Now before you go thinking I am beating myself up – I’m not – I am acknowledging the part I played in this breakdown. My self-esteem was low for many years and I simply lost myself. I boxed myself into the role of a mother then a wife. I felt that I had no independence (or time) to figure out who I was; I created this stronghold for myself. I compartmentalised my life into these two roles because I was actually afraid to find out who I truly was.
So for the past two months, that is all I have been doing – finding out who I really am. I have joined social groups, I am going to seminars and I am partaking in activities that nourish my soul. I am meeting up with old friends whom I haven’t had contact with for more than 8 years – people who meant something to me. I am trying out new weird and wonderful things to see if they are things I like to do. I have no qualms putting myself out there now because I am not going to inadvertently disappoint anyone in the process. I have the time and the freedom to be me.

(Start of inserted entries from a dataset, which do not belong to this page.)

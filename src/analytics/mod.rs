/// Analytics aggregation engine
///
/// Turns the raw per-day record collections into the weekly report: scalar
/// stats, ranked textual insights, per-habit streak counters and two chart
/// series. The engine is a pure read-side transform: it receives "today" and
/// the record snapshot as explicit inputs, holds no state, performs no I/O
/// and never fails - empty inputs simply produce a zeroed report.

mod charts;
mod insights;
mod stats;
mod window;

pub use window::ReportingWindow;

use std::collections::BTreeMap;

use chrono::NaiveDate;
use serde::{Deserialize, Serialize};

use crate::domain::{FocusSession, Habit, HabitLog, MoodEntry};

/// Six scalar statistics over the reporting window
#[derive(Debug, Clone, PartialEq, Serialize, Deserialize)]
pub struct WeeklyStats {
    pub total_habits_completed: u32,
    pub total_focus_minutes: u32,
    /// Mean mood level, one decimal, 0 with no mood entries
    pub average_mood: f64,
    /// Mean energy level, one decimal, 0 with no mood entries
    pub average_energy: f64,
    /// Mean sleep hours, one decimal, 0 with no mood entries
    pub average_sleep: f64,
    /// Completions / (habits x 7) as a percentage; unclamped, 0 with no habits
    pub habit_completion_rate: f64,
}

/// Direction attached to an insight
#[derive(Debug, Clone, Copy, PartialEq, Eq, Serialize, Deserialize)]
#[serde(rename_all = "lowercase")]
pub enum Trend {
    Up,
    Down,
    Neutral,
}

/// A single derived, human-readable observation with a computed magnitude
#[derive(Debug, Clone, PartialEq, Serialize, Deserialize)]
pub struct InsightItem {
    #[serde(rename = "type")]
    pub insight_type: String,
    pub title: String,
    pub description: String,
    pub value: String,
    pub trend: Trend,
}

/// One point of the sparse mood/energy chart series
#[derive(Debug, Clone, PartialEq, Serialize, Deserialize)]
pub struct MoodPoint {
    pub date: NaiveDate,
    pub mood: u8,
    pub energy: u8,
}

/// One point of the dense focus chart series
#[derive(Debug, Clone, PartialEq, Serialize, Deserialize)]
pub struct FocusPoint {
    pub date: NaiveDate,
    pub minutes: u32,
}

/// The assembled weekly analytics report
#[derive(Debug, Clone, PartialEq, Serialize, Deserialize)]
pub struct AnalyticsReport {
    pub weekly_stats: WeeklyStats,
    pub insights: Vec<InsightItem>,
    pub habit_streaks: BTreeMap<String, u32>,
    pub mood_chart_data: Vec<MoodPoint>,
    pub focus_chart_data: Vec<FocusPoint>,
}

/// Build the weekly report from a record snapshot
///
/// The window covers `today - 7` through `today` inclusive (8 dates). The
/// collections may contain out-of-window records; they are filtered here.
/// Calling this twice on the same snapshot yields identical output.
pub fn generate_report(
    today: NaiveDate,
    habits: &[Habit],
    logs: &[HabitLog],
    moods: &[MoodEntry],
    sessions: &[FocusSession],
) -> AnalyticsReport {
    let window = ReportingWindow::ending_at(today);

    let logs = window.filter(logs, |l| l.date);
    let moods = window.filter(moods, |m| m.date);
    let sessions = window.filter(sessions, |s| s.date);

    AnalyticsReport {
        weekly_stats: stats::weekly_stats(habits, &logs, &moods, &sessions),
        insights: insights::generate_insights(habits, &logs, &moods, &sessions),
        habit_streaks: charts::habit_streaks(habits, &logs),
        mood_chart_data: charts::mood_chart(&moods),
        focus_chart_data: charts::focus_chart(&window, &sessions),
    }
}
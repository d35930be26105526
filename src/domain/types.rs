/// Core identifier types used throughout the domain layer
///
/// Each record kind gets its own UUID wrapper for type safety - you can't
/// accidentally pass a habit ID where a focus session ID is expected.

use serde::{Deserialize, Serialize};
use uuid::Uuid;

macro_rules! id_type {
    ($(#[$meta:meta])* $name:ident) => {
        $(#[$meta])*
        #[derive(Debug, Clone, Copy, PartialEq, Eq, Hash, Serialize, Deserialize)]
        pub struct $name(pub Uuid);

        impl $name {
            /// Generate a new random identifier
            pub fn new() -> Self {
                Self(Uuid::new_v4())
            }

            /// Parse an identifier from a string (useful for database loading)
            pub fn from_string(s: &str) -> Result<Self, uuid::Error> {
                Ok(Self(Uuid::parse_str(s)?))
            }
        }

        impl Default for $name {
            fn default() -> Self {
                Self::new()
            }
        }

        impl std::fmt::Display for $name {
            fn fmt(&self, f: &mut std::fmt::Formatter<'_>) -> std::fmt::Result {
                self.0.fmt(f)
            }
        }
    };
}

id_type! {
    /// Unique identifier for a habit
    HabitId
}

id_type! {
    /// Unique identifier for a habit log (one completion record per day)
    LogId
}

id_type! {
    /// Unique identifier for a daily mood entry
    MoodId
}

id_type! {
    /// Unique identifier for a focus session
    SessionId
}
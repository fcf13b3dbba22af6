//! `tokio-util` codec for framing async byte streams.

use bytes::{Buf, BytesMut};
use tokio_util::codec::{Decoder, Encoder};

use crate::codec::{encode_frame, scan_frame, Frame, FrameConfig};
use crate::error::FrameError;

/// Frame codec for `FramedRead` / `FramedWrite`.
///
/// Decoding resynchronises on line noise exactly like
/// [`FrameReader`](crate::FrameReader).
#[derive(Debug, Clone, Default)]
pub struct SmartlinkCodec {
    config: FrameConfig,
}

impl SmartlinkCodec {
    pub fn new() -> Self {
        Self::default()
    }

    pub fn with_config(config: FrameConfig) -> Self {
        Self { config }
    }

    pub fn config(&self) -> &FrameConfig {
        &self.config
    }
}

impl Decoder for SmartlinkCodec {
    type Item = Frame;
    type Error = FrameError;

    fn decode(&mut self, src: &mut BytesMut) -> Result<Option<Self::Item>, Self::Error> {
        Ok(scan_frame(src, self.config.effective_max_payload()))
    }

    /// Drops candidates that can no longer complete, then discards the rest.
    fn decode_eof(&mut self, src: &mut BytesMut) -> Result<Option<Self::Item>, Self::Error> {
        let max_payload = self.config.effective_max_payload();
        loop {
            if let Some(frame) = scan_frame(src, max_payload) {
                return Ok(Some(frame));
            }
            if src.is_empty() {
                return Ok(None);
            }
            src.advance(1);
        }
    }
}

impl Encoder<Frame> for SmartlinkCodec {
    type Error = FrameError;

    fn encode(&mut self, item: Frame, dst: &mut BytesMut) -> Result<(), Self::Error> {
        let max = self.config.effective_max_payload();
        if item.payload.len() > max {
            return Err(FrameError::OversizedPayload {
                size: item.payload.len(),
                max,
            });
        }
        encode_frame(item.kind, &item.payload, dst)
    }
}
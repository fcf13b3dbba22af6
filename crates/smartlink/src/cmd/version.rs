use smartlink_frame::{MAX_FRAME_SIZE, MAX_MODULES, MAX_PAYLOAD_SIZE};

use crate::cmd::VersionArgs;
use crate::exit::{CliResult, SUCCESS};

pub fn run(args: VersionArgs) -> CliResult<i32> {
    if !args.extended {
        println!("smartlink {}", env!("CARGO_PKG_VERSION"));
        return Ok(SUCCESS);
    }

    println!("name: smartlink");
    println!("version: {}", env!("CARGO_PKG_VERSION"));
    println!(
        "build_target: {}",
        option_env!("SMARTLINK_BUILD_TARGET").unwrap_or("unknown")
    );
    println!("target_os: {}", std::env::consts::OS);
    println!("target_arch: {}", std::env::consts::ARCH);
    println!("git_hash: {}", option_env!("GIT_HASH").unwrap_or("unknown"));
    println!(
        "protocol: max_payload={MAX_PAYLOAD_SIZE} max_frame={MAX_FRAME_SIZE} max_modules={MAX_MODULES}"
    );
    println!(
        "features: serde={}, async={}, cli=true",
        cfg!(feature = "serde"),
        cfg!(feature = "async")
    );

    Ok(SUCCESS)
}
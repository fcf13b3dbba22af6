fn main() {
    if let Ok(target) = std::env::var("TARGET") {
        println!("cargo:rustc-env=SMARTLINK_BUILD_TARGET={target}");
    }
    println!("cargo:rerun-if-env-changed=TARGET");
}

I have released my grip on fear so it no longer has a grip on me. Fear is my own internal fabrication – it’s not real but it is limiting. I am grateful that fear showed up when it did because ironically it has helped me to let it go.
I came across this wonderful blog post today about fear that has further pushed me along this path of letting go and helping me to realise that I have the courage and the strength to move forward with my life. I especially love the Dr Seuss quote, “You have brains in your head. You have feet in your shoes. You can steer yourself in any direction you choose. You’re on your own. And you know what you know, And YOU are the one who’ll decide where to go…”
So what do you fear? How do you face it? How do you move forward?
Live life, love life.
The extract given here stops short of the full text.